Please output, without any change, the lines of the material below from the very first through the one with "let content = std::fs::read_to_string(path)".

*** Data for processing ***

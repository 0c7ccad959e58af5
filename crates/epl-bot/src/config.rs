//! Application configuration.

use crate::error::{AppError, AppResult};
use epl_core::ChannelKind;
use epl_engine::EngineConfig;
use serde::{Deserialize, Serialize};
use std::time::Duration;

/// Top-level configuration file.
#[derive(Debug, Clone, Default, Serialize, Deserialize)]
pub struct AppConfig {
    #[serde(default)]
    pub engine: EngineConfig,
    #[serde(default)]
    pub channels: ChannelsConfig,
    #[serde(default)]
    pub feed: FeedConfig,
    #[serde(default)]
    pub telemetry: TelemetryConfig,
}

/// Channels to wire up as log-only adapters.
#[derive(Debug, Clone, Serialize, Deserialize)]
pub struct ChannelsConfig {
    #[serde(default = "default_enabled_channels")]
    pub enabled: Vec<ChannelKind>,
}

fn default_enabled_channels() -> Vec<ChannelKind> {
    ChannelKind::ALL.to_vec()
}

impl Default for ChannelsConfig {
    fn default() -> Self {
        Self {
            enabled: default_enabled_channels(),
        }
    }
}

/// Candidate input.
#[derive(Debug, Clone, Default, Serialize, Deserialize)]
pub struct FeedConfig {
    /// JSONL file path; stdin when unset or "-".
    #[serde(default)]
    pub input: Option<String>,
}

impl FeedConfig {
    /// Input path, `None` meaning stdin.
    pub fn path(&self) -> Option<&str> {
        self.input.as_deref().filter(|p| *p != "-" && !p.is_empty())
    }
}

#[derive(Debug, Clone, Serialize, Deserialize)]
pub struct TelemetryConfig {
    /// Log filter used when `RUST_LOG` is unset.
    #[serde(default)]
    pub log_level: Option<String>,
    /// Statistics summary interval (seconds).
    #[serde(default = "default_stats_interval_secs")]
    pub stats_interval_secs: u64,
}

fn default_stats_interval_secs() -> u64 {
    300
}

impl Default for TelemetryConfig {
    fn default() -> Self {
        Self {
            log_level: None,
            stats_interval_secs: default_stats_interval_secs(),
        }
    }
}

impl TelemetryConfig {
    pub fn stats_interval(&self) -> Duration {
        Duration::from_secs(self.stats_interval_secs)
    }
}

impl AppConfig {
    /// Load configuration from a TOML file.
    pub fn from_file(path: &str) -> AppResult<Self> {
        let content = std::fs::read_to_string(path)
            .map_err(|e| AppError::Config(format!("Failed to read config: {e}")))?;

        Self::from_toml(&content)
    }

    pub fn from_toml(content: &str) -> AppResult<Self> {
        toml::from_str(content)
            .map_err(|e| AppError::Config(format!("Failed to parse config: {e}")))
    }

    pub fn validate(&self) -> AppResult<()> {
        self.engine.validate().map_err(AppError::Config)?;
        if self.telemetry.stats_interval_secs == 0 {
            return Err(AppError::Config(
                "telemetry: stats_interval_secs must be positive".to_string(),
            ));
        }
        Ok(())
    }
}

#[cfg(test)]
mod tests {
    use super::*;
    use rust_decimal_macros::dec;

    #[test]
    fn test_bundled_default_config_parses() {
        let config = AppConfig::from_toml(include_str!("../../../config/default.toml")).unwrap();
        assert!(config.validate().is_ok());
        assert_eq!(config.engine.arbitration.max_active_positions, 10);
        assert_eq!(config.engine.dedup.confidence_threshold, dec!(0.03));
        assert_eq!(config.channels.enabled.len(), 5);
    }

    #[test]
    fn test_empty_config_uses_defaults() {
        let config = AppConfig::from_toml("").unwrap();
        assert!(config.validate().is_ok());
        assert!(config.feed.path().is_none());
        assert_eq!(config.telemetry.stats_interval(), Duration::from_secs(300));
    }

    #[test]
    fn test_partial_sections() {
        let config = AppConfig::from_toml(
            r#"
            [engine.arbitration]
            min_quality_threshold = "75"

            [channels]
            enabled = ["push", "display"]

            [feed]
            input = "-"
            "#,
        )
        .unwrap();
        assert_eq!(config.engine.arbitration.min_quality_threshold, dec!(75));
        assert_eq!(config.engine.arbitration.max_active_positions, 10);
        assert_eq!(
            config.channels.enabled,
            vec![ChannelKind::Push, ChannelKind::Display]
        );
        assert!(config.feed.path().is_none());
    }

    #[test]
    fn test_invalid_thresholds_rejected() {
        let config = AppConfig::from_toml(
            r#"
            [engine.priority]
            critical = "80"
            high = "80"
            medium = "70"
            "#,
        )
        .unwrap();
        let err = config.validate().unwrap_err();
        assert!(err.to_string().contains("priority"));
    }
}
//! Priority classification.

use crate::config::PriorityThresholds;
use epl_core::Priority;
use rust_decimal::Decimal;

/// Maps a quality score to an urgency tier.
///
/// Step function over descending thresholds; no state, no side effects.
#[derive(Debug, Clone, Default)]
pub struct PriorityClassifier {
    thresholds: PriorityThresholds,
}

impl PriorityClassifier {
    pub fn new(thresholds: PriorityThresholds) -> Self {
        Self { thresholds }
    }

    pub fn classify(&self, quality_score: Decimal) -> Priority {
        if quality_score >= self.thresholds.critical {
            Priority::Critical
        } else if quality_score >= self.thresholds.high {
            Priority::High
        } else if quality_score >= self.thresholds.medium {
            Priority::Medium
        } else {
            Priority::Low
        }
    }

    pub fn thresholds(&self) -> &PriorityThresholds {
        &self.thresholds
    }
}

***

▶ _Answer to this exercise_
repository 0c7ccad959e58af5
filename crates/epl-bot/src/config.rs
//! Application configuration.

use crate::error::{AppError, AppResult};
use epl_core::ChannelKind;
use epl_engine::EngineConfig;
use serde::{Deserialize, Serialize};
use std::time::Duration;

/// Top-level configuration file.
#[derive(Debug, Clone, Default, Serialize, Deserialize)]
pub struct AppConfig {
    #[serde(default)]
    pub engine: EngineConfig,
    #[serde(default)]
    pub channels: ChannelsConfig,
    #[serde(default)]
    pub feed: FeedConfig,
    #[serde(default)]
    pub telemetry: TelemetryConfig,
}

/// Channels to wire up as log-only adapters.
#[derive(Debug, Clone, Serialize, Deserialize)]
pub struct ChannelsConfig {
    #[serde(default = "default_enabled_channels")]
    pub enabled: Vec<ChannelKind>,
}

fn default_enabled_channels() -> Vec<ChannelKind> {
    ChannelKind::ALL.to_vec()
}

impl Default for ChannelsConfig {
    fn default() -> Self {
        Self {
            enabled: default_enabled_channels(),
        }
    }
}

/// Candidate input.
#[derive(Debug, Clone, Default, Serialize, Deserialize)]
pub struct FeedConfig {
    /// JSONL file path; stdin when unset or "-".
    #[serde(default)]
    pub input: Option<String>,
}

impl FeedConfig {
    /// Input path, `None` meaning stdin.
    pub fn path(&self) -> Option<&str> {
        self.input.as_deref().filter(|p| *p != "-" && !p.is_empty())
    }
}

#[derive(Debug, Clone, Serialize, Deserialize)]
pub struct TelemetryConfig {
    /// Log filter used when `RUST_LOG` is unset.
    #[serde(default)]
    pub log_level: Option<String>,
    /// Statistics summary interval (seconds).
    #[serde(default = "default_stats_interval_secs")]
    pub stats_interval_secs: u64,
}

fn default_stats_interval_secs() -> u64 {
    300
}

impl Default for TelemetryConfig {
    fn default() -> Self {
        Self {
            log_level: None,
            stats_interval_secs: default_stats_interval_secs(),
        }
    }
}

impl TelemetryConfig {
    pub fn stats_interval(&self) -> Duration {
        Duration::from_secs(self.stats_interval_secs)
    }
}

impl AppConfig {
    /// Load configuration from a TOML file.
    pub fn from_file(path: &str) -> AppResult<Self> {
        let content = std::fs::read_to_string(path)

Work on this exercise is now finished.